Your task ▸ Each entry below is to be transcribed exactly.

Record set ▸
<<<<

//! Construction projects
//!
//! `Project` is a client's own build followed from the client area;
//! `PortfolioProject` is a finished reference shown publicly.

use chrono::{DateTime, NaiveDate, Utc};
use serde::{Deserialize, Serialize};
use uuid::Uuid;

/// Client project with construction, expert and escrow follow-up
#[derive(Debug, Clone, Serialize, Deserialize)]
pub struct Project {
    pub id: Uuid,
    pub client_id: Uuid,
    pub title: String,
    pub description: Option<String>,
    pub project_type: String,
    pub surface_area: i32,
    pub location: String,
    pub quality_level: String,
    pub estimated_budget: Option<f64>,
    pub construction_status: Option<String>,
    /// Percent complete, 0..=100
    pub construction_progress: Option<i32>,
    pub start_date: Option<NaiveDate>,
    pub estimated_completion_date: Option<NaiveDate>,
    pub actual_completion_date: Option<NaiveDate>,
    pub expert_validation_status: Option<String>,
    pub expert_validation_date: Option<NaiveDate>,
    pub escrow_account_status: Option<String>,
    pub escrow_amount: Option<f64>,
    pub escrow_bank: Option<String>,
    pub keys_delivered_date: Option<NaiveDate>,
    pub created_at: DateTime<Utc>,
    pub updated_at: DateTime<Utc>,
}

/// Showcase entry from `portfolio_projects`
#[derive(Debug, Clone, Serialize, Deserialize)]
pub struct PortfolioProject {
    pub id: Uuid,
    pub title: String,
    pub description: String,
    pub project_type: String,
    pub location: String,
    pub surface_area: Option<i32>,
    pub duration_months: Option<i32>,
    pub budget_range: Option<String>,
    pub completion_date: Option<NaiveDate>,
    pub image_url: Option<String>,
    pub status: Option<String>,
    pub created_at: DateTime<Utc>,
}

/// `?project_type=Villa` on the public portfolio; absent or `Tous` lists everything
#[derive(Debug, Clone, Default, Deserialize)]
pub struct PortfolioFilter {
    #[serde(default)]
    pub project_type: Option<String>,
}

impl PortfolioFilter {
    pub fn project_type(&self) -> Option<&str> {
        self.project_type
            .as_deref()
            .map(str::trim)
            .filter(|t| !t.is_empty() && *t != "Tous")
    }
}

#[cfg(test)]
mod tests {
    use super::*;

    #[test]
    fn portfolio_filter_ignores_blank_and_all() {
        let filter = |v: Option<&str>| PortfolioFilter {
            project_type: v.map(str::to_string),
        };

        assert_eq!(filter(None).project_type(), None);
        assert_eq!(filter(Some("  ")).project_type(), None);
        assert_eq!(filter(Some("Tous")).project_type(), None);
        assert_eq!(filter(Some(" Duplex ")).project_type(), Some("Duplex"));
    }
}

>>>>

Task output ▸
//! Construction projects
//!
//! `Project` is a client's own build followed from the client area;
//! `PortfolioProject` is a finished reference shown publicly.

use chrono::{DateTime, NaiveDate, Utc};
use serde::{Deserialize, Serialize};
use uuid::Uuid;

/// Client project with construction, expert and escrow follow-up
#[derive(Debug, Clone, Serialize, Deserialize)]
pub struct Project {
    pub id: Uuid,
    pub client_id: Uuid,
    pub title: String,
    pub description: Option<String>,
    pub project_type: String,
    pub surface_area: i32,
    pub location: String,
    pub quality_level: String,
    pub estimated_budget: Option<f64>,
    pub construction_status: Option<String>,
    /// Percent complete, 0..=100
    pub construction_progress: Option<i32>,
    pub start_date: Option<NaiveDate>,
    pub estimated_completion_date: Option<NaiveDate>,
    pub actual_completion_date: Option<NaiveDate>,
    pub expert_validation_status: Option<String>,
    pub expert_validation_date: Option<NaiveDate>,
    pub escrow_account_status: Option<String>,
    pub escrow_amount: Option<f64>,
    pub escrow_bank: Option<String>,
    pub keys_delivered_date: Option<NaiveDate>,
    pub created_at: DateTime<Utc>,
    pub updated_at: DateTime<Utc>,
}

/// Showcase entry from `portfolio_projects`
#[derive(Debug, Clone, Serialize, Deserialize)]
pub struct PortfolioProject {
    pub id: Uuid,
    pub title: String,
    pub description: String,
    pub project_type: String,
    pub location: String,
    pub surface_area: Option<i32>,
    pub duration_months: Option<i32>,
    pub budget_range: Option<String>,
    pub completion_date: Option<NaiveDate>,
    pub image_url: Option<String>,
    pub status: Option<String>,
    pub created_at: DateTime<Utc>,
}

/// `?project_type=Villa` on the public portfolio; absent or `Tous` lists everything
#[derive(Debug, Clone, Default, Deserialize)]
pub struct PortfolioFilter {
    #[serde(default)]
    pub project_type: Option<String>,
}

impl PortfolioFilter {
    pub fn project_type(&self) -> Option<&str> {
        self.project_type
            .as_deref()
            .map(str::trim)
            .filter(|t| !t.is_empty() && *t != "Tous")
    }
}

#[cfg(test)]
mod tests {
    use super::*;

    #[test]
    fn portfolio_filter_ignores_blank_and_all() {
        let filter = |v: Option<&str>| PortfolioFilter {
            project_type: v.map(str::to_string),
        };

        assert_eq!(filter(None).project_type(), None);
        assert_eq!(filter(Some("  ")).project_type(), None);
        assert_eq!(filter(Some("Tous")).project_type(), None);
        assert_eq!(filter(Some(" Duplex ")).project_type(), Some("Duplex"));
    }
}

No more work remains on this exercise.